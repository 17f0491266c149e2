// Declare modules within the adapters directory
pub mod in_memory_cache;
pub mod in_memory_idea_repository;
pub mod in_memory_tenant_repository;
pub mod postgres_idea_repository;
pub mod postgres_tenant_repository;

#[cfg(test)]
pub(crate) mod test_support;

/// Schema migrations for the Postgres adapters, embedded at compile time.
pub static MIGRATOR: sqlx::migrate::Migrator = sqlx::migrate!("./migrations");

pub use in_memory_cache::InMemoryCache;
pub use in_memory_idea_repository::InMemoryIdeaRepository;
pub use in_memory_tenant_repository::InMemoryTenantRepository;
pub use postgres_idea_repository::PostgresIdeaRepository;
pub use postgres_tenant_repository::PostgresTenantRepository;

==*==

* _TASK DIRECTIONS_
The exact lines of the material above starting at the one that contains "pub mod postgres_idea_repository;" and ending at the one that contains "pub use in_memory_tenant_repository::InMemoryTenantRepository;" are what to retype; leave out everything else.

* _ANSWER AREA_
pub mod postgres_idea_repository;
pub mod postgres_tenant_repository;

#[cfg(test)]
pub(crate) mod test_support;

/// Schema migrations for the Postgres adapters, embedded at compile time.
pub static MIGRATOR: sqlx::migrate::Migrator = sqlx::migrate!("./migrations");

pub use in_memory_cache::InMemoryCache;
pub use in_memory_idea_repository::InMemoryIdeaRepository;
pub use in_memory_tenant_repository::InMemoryTenantRepository;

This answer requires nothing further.